Capitão da indústria
Crônica boa não é só frase bonita em livro vermelho. É falar: trabalhar pra viver, não viver pra trabalhar
Acordo 3:20 da manhã, não é hora, é madrugada. E lá está ela, e lá estamos nós. Do outro lado da ponte é assim, mano.
O Brasil que o livro de crônica não mostra. O Brasil que pega dois ônibus pra trabalhar 8 horas e ainda ouve que “todo mundo tem as mesmas 24 horas”. Não adianta reclamar. Até hoje vivemos como se fosse uma Capitania Hereditária. Você já nasce como se estivesse numa casta indiana: difícil ou quase impossível sair do lugar.

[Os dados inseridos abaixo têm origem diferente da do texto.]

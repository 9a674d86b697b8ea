//! # Workbench
//!
//! The state a calculator front end works against: one [`Dimensions`]
//! record shared by every view, one layer stack per view (each preset tier,
//! plus an optional loaded plan), the active view, and the export guard.
//!
//! The workbench is a plain value. Front ends own it and mutate it only
//! through the methods below; every read of totals recomputes from the
//! current snapshot.
//!
//! ## Export idempotency
//!
//! Exports are requested and handled in two steps. [`Workbench::request_export`]
//! issues a fresh request id; [`Workbench::export`] produces the report the
//! first time it sees an id and returns `None` when called again with the id
//! it last handled, so a redraw that replays the same request never exports
//! twice.
//!
//! ```rust
//! use calc_core::session::Workbench;
//! use calc_core::settings::CalcSettings;
//! use chrono::NaiveDate;
//!
//! let mut bench = Workbench::new(CalcSettings::default());
//! bench.set_length_text("4");
//! bench.set_width_text("3");
//!
//! let date = NaiveDate::from_ymd_opt(2026, 10, 16).unwrap();
//! let request = bench.request_export();
//! assert!(bench.export(request, date).is_some());
//! assert!(bench.export(request, date).is_none());
//! ```

use chrono::NaiveDate;
use serde::{Deserialize, Serialize};
use tracing::{debug, info};
use uuid::Uuid;

use crate::calculations::totals::{self, Breakdown, ProjectTotals};
use crate::dimensions::Dimensions;
use crate::errors::{CalcError, CalcResult};
use crate::layers::{ColorEdit, ColorShare, Layer, LayerEdit, LayerStore};
use crate::plan::Plan;
use crate::presets::Tier;
use crate::ratio::RatioPreset;
use crate::report::{build_report, Report};
use crate::settings::CalcSettings;
use crate::units::LengthUnit;

/// Identifies a layer view.
#[derive(Debug, Clone, Copy, PartialEq, Eq, Hash, Serialize, Deserialize)]
#[serde(rename_all = "snake_case")]
pub enum ViewKey {
    Tier(Tier),
    Plan,
}

impl ViewKey {
    pub fn label(self) -> &'static str {
        match self {
            ViewKey::Tier(tier) => tier.display_name(),
            ViewKey::Plan => "Plan",
        }
    }
}

/// A layer stack plus the seed it resets to.
#[derive(Debug, Clone)]
pub struct LayerView {
    key: ViewKey,
    seed: Vec<Layer>,
    store: LayerStore,
}

impl LayerView {
    pub fn new(key: ViewKey, seed: Vec<Layer>) -> Self {
        LayerView {
            key,
            store: LayerStore::new(seed.clone()),
            seed,
        }
    }

    pub fn key(&self) -> ViewKey {
        self.key
    }

    pub fn store(&self) -> &LayerStore {
        &self.store
    }

    /// Restore the seed layers.
    pub fn reset(&mut self) {
        self.store.replace_all(self.seed.clone());
    }
}

/// Remembers the last export request handled.
#[derive(Debug, Clone, Copy, Default, PartialEq, Eq)]
pub struct ExportGuard {
    last_handled: Option<u64>,
}

impl ExportGuard {
    /// True if `request_id` should be handled; records it as handled.
    pub fn accept(&mut self, request_id: u64) -> bool {
        if self.last_handled == Some(request_id) {
            return false;
        }
        self.last_handled = Some(request_id);
        true
    }

    pub fn last_handled(&self) -> Option<u64> {
        self.last_handled
    }
}

/// Shared calculator state for one session.
#[derive(Debug, Clone)]
pub struct Workbench {
    dimensions: Dimensions,
    settings: CalcSettings,
    views: Vec<LayerView>,
    active: usize,
    next_export_request: u64,
    export_guard: ExportGuard,
}

impl Workbench {
    /// A workbench with one view per preset tier, Economy active.
    pub fn new(settings: CalcSettings) -> Self {
        let views = Tier::ALL
            .into_iter()
            .map(|tier| LayerView::new(ViewKey::Tier(tier), tier.seed_layers()))
            .collect();
        Workbench {
            dimensions: Dimensions::default(),
            settings,
            views,
            active: 0,
            next_export_request: 0,
            export_guard: ExportGuard::default(),
        }
    }

    /// A workbench whose active view is the given plan.
    pub fn with_plan(settings: CalcSettings, plan: Plan) -> Self {
        let mut bench = Workbench::new(settings);
        bench.dimensions = plan.dimensions;
        bench.views.push(LayerView::new(ViewKey::Plan, plan.layers));
        bench.active = bench.views.len() - 1;
        bench
    }

    // ------------------------------------------------------------------
    // Accessors
    // ------------------------------------------------------------------

    pub fn dimensions(&self) -> &Dimensions {
        &self.dimensions
    }

    pub fn settings(&self) -> &CalcSettings {
        &self.settings
    }

    pub fn active_view(&self) -> ViewKey {
        self.views[self.active].key
    }

    pub fn view_keys(&self) -> Vec<ViewKey> {
        self.views.iter().map(|v| v.key).collect()
    }

    pub fn layers(&self) -> &LayerStore {
        &self.views[self.active].store
    }

    fn layers_mut(&mut self) -> &mut LayerStore {
        &mut self.views[self.active].store
    }

    /// Switch the active view. Returns false if no such view exists.
    pub fn select(&mut self, key: ViewKey) -> bool {
        match self.views.iter().position(|v| v.key == key) {
            Some(index) => {
                self.active = index;
                debug!(view = key.label(), "switched view");
                true
            }
            None => false,
        }
    }

    // ------------------------------------------------------------------
    // Dimensions
    // ------------------------------------------------------------------

    pub fn set_length_text(&mut self, raw: &str) {
        self.dimensions.set_length_text(raw);
    }

    pub fn set_width_text(&mut self, raw: &str) {
        self.dimensions.set_width_text(raw);
    }

    pub fn set_unit(&mut self, unit: LengthUnit) {
        self.dimensions.set_unit(unit);
    }

    pub fn set_ratio(&mut self, ratio: RatioPreset) {
        self.dimensions.set_ratio(ratio);
    }

    // ------------------------------------------------------------------
    // Layers
    // ------------------------------------------------------------------

    /// Append a default resin layer using the global ratio.
    pub fn add_layer(&mut self) -> Uuid {
        let defaults = self.settings.defaults.clone();
        let ratio = self.dimensions.ratio.ratio();
        self.layers_mut().add_default(&defaults, ratio)
    }

    pub fn remove_layer(&mut self, id: Uuid) -> CalcResult<Layer> {
        self.layers_mut().remove(id).ok_or_else(|| CalcError::layer_not_found(id))
    }

    pub fn update_layer(&mut self, id: Uuid, edit: LayerEdit) -> CalcResult<()> {
        self.layers_mut().update(id, edit)
    }

    pub fn add_color(&mut self, layer_id: Uuid, name: impl Into<String>, percentage: f64) -> CalcResult<Uuid> {
        self.layers_mut().add_color(layer_id, name, percentage)
    }

    pub fn update_color(&mut self, layer_id: Uuid, color_id: Uuid, edit: ColorEdit) -> CalcResult<()> {
        self.layers_mut().update_color(layer_id, color_id, edit)
    }

    pub fn remove_color(&mut self, layer_id: Uuid, color_id: Uuid) -> CalcResult<ColorShare> {
        self.layers_mut().remove_color(layer_id, color_id)
    }

    /// Reset the dimensions and every view back to its seed.
    pub fn reset_all(&mut self) {
        self.dimensions.reset();
        for view in &mut self.views {
            view.reset();
        }
        info!("reset dimensions and layers");
    }

    // ------------------------------------------------------------------
    // Calculations
    // ------------------------------------------------------------------

    /// Per-layer mixes and totals for the active view.
    pub fn breakdown(&self) -> Breakdown {
        totals::breakdown(self.layers().layers(), self.dimensions.area_m2(), &self.settings)
    }

    pub fn totals(&self) -> ProjectTotals {
        self.breakdown().totals
    }

    // ------------------------------------------------------------------
    // Export
    // ------------------------------------------------------------------

    /// Issue a new export request id.
    pub fn request_export(&mut self) -> u64 {
        self.next_export_request += 1;
        self.next_export_request
    }

    /// Build the report for `request_id`, once.
    ///
    /// Returns `None` when `request_id` is the request last handled.
    pub fn export(&mut self, request_id: u64, date: NaiveDate) -> Option<Report> {
        if !self.export_guard.accept(request_id) {
            debug!(request_id, "export request already handled");
            return None;
        }
        let totals = self.totals();
        let report = build_report(self.layers().layers(), &self.dimensions, &totals, &self.settings, date);
        info!(request_id, view = self.active_view().label(), rows = report.rows.len(), "built report");
        Some(report)
    }

    /// The current inputs as a plan document.
    pub fn to_plan(&self) -> Plan {
        let mut plan = Plan::new(self.dimensions, self.layers().layers().to_vec());
        plan.meta.title = Some(self.active_view().label().to_string());
        plan
    }
}

#[cfg(test)]
mod tests {
    use super::*;
    use crate::units::Grams;

    fn date() -> NaiveDate {
        NaiveDate::from_ymd_opt(2026, 10, 16).unwrap()
    }

    fn bench_4x3() -> Workbench {
        let mut bench = Workbench::new(CalcSettings::default());
        bench.set_length_text("4");
        bench.set_width_text("3");
        bench
    }

    #[test]
    fn test_starts_on_economy() {
        let bench = Workbench::new(CalcSettings::default());
        assert_eq!(bench.active_view(), ViewKey::Tier(Tier::Economy));
        assert_eq!(bench.layers().len(), 3);
        assert_eq!(bench.view_keys().len(), 3);
    }

    #[test]
    fn test_economy_totals() {
        let bench = bench_4x3();
        // 12 m² × (0.5 + 2 + 1) mm × 1000 g
        assert_eq!(bench.totals().total_resin_mass, Grams(42_000.0));
    }

    #[test]
    fn test_views_share_dimensions() {
        let mut bench = bench_4x3();
        assert!(bench.select(ViewKey::Tier(Tier::Premium)));
        assert_eq!(bench.dimensions().area_m2().value(), 12.0);
        // 12 × (1 + 3 + 2) × 1000
        assert_eq!(bench.totals().total_resin_mass, Grams(72_000.0));
        assert!(!bench.select(ViewKey::Plan));
    }

    #[test]
    fn test_views_keep_their_own_layers() {
        let mut bench = bench_4x3();
        bench.add_layer();
        assert_eq!(bench.layers().len(), 4);

        bench.select(ViewKey::Tier(Tier::Premium));
        assert_eq!(bench.layers().len(), 5);
        bench.select(ViewKey::Tier(Tier::Economy));
        assert_eq!(bench.layers().len(), 4);
        assert_eq!(bench.layers().layers()[3].name, "Layer 4");
    }

    #[test]
    fn test_add_layer_uses_global_ratio() {
        let mut bench = bench_4x3();
        bench.set_ratio(RatioPreset::ThreeToOne);
        let id = bench.add_layer();
        assert_eq!(bench.layers().get(id).unwrap().ratio(), RatioPreset::ThreeToOne.ratio());
    }

    #[test]
    fn test_add_then_remove_restores_totals() {
        let mut bench = bench_4x3();
        let before = bench.totals();

        let id = bench.add_layer();
        assert_ne!(bench.totals(), before);

        bench.remove_layer(id).unwrap();
        assert_eq!(bench.totals(), before);
        assert!(bench.remove_layer(id).is_err());
    }

    #[test]
    fn test_unit_switch_changes_area() {
        let mut bench = bench_4x3();
        bench.set_unit(LengthUnit::Centimeter);
        assert_eq!(bench.dimensions().area_m2().value(), 12.0 / 10_000.0);
    }

    #[test]
    fn test_reset_all() {
        let mut bench = bench_4x3();
        let first = bench.layers().id_at(0).unwrap();
        bench.update_layer(first, LayerEdit::Thickness(9.0)).unwrap();
        bench.add_layer();
        bench.set_unit(LengthUnit::Centimeter);

        bench.reset_all();
        assert_eq!(*bench.dimensions(), Dimensions::default());
        assert_eq!(bench.layers().len(), 3);
        assert_eq!(bench.layers().layers()[0].thickness, 0.5);
        assert_eq!(bench.layers().id_at(0), Some(first));
    }

    #[test]
    fn test_export_fires_once_per_request() {
        let mut bench = bench_4x3();

        let first = bench.request_export();
        assert!(bench.export(first, date()).is_some());
        assert!(bench.export(first, date()).is_none());

        let second = bench.request_export();
        assert_ne!(first, second);
        let report = bench.export(second, date()).unwrap();
        assert_eq!(report.rows.len(), 3);
        assert!(bench.export(second, date()).is_none());
    }

    #[test]
    fn test_export_guard_unaffected_by_view_switch() {
        let mut bench = bench_4x3();
        let request = bench.request_export();
        assert!(bench.export(request, date()).is_some());

        bench.select(ViewKey::Tier(Tier::Premium));
        bench.select(ViewKey::Tier(Tier::Economy));
        assert!(bench.export(request, date()).is_none());
    }

    #[test]
    fn test_with_plan() {
        let plan = Plan::from_tier(Tier::Mid);
        let bench = Workbench::with_plan(CalcSettings::default(), plan);
        assert_eq!(bench.active_view(), ViewKey::Plan);
        assert_eq!(bench.layers().len(), 4);
        assert_eq!(bench.view_keys().len(), 4);
    }

    #[test]
    fn test_to_plan() {
        let bench = bench_4x3();
        let plan = bench.to_plan();
        assert_eq!(plan.dimensions.length, 4.0);
        assert_eq!(plan.layers.len(), 3);
        assert_eq!(plan.meta.title.as_deref(), Some("Economy"));
    }

    #[test]
    fn test_color_passthrough() {
        let mut bench = bench_4x3();
        let layer = bench.layers().id_at(1).unwrap();
        let color = bench.add_color(layer, "Grey", 50.0).unwrap();

        let breakdown = bench.breakdown();
        let mix = breakdown.layers[1].mix.resin().unwrap();
        assert_eq!(mix.colors[0].total, Grams(12_000.0));

        bench.update_color(layer, color, ColorEdit::Percentage(25.0)).unwrap();
        assert_eq!(bench.breakdown().layers[1].mix.resin().unwrap().colors[0].total, Grams(6_000.0));

        bench.remove_color(layer, color).unwrap();
        assert!(bench.breakdown().layers[1].mix.resin().unwrap().colors.is_empty());
    }
}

Vi no vídeo da editora: 5 cronistas brasileiros. Gente grande. Mas nenhum deles pegou o ônibus às 3:20 da manhã no ponto da quebrada mais longe de Beagá. Muitos deles conhecem a realidade só de livro ou televisão. Há um que falava do Brasil morando lá nos Estados Unidos. Quero falar um palavrão, mas vou deixar pra lá, né? Há uma gente que só pensa no umbigo.
A crônica que eu quero escrever é essa: da mulher que cochila no ônibus com a marmita no colo. Do senhor de 79 anos que me disse “toda vida só trabalhei”. Do povo que sustenta esse país e ainda tem que pedir tempo pra viver. Da mulher que é acusada de roubar mercadoria de uma padaria e ter pago tudo certinho no caixa. Eu não consigo dormir sem falar das histórias reais que acontecem em pleno século XXI no Brasil.
Porque crônica boa não é só frase bonita em livro vermelho. É falar: trabalhar pra viver, não viver pra trabalhar.
Eu acordo pra trabalhar. Eu corro todos os dias pra trabalhar. Meu nome é trabalho por imposição da história.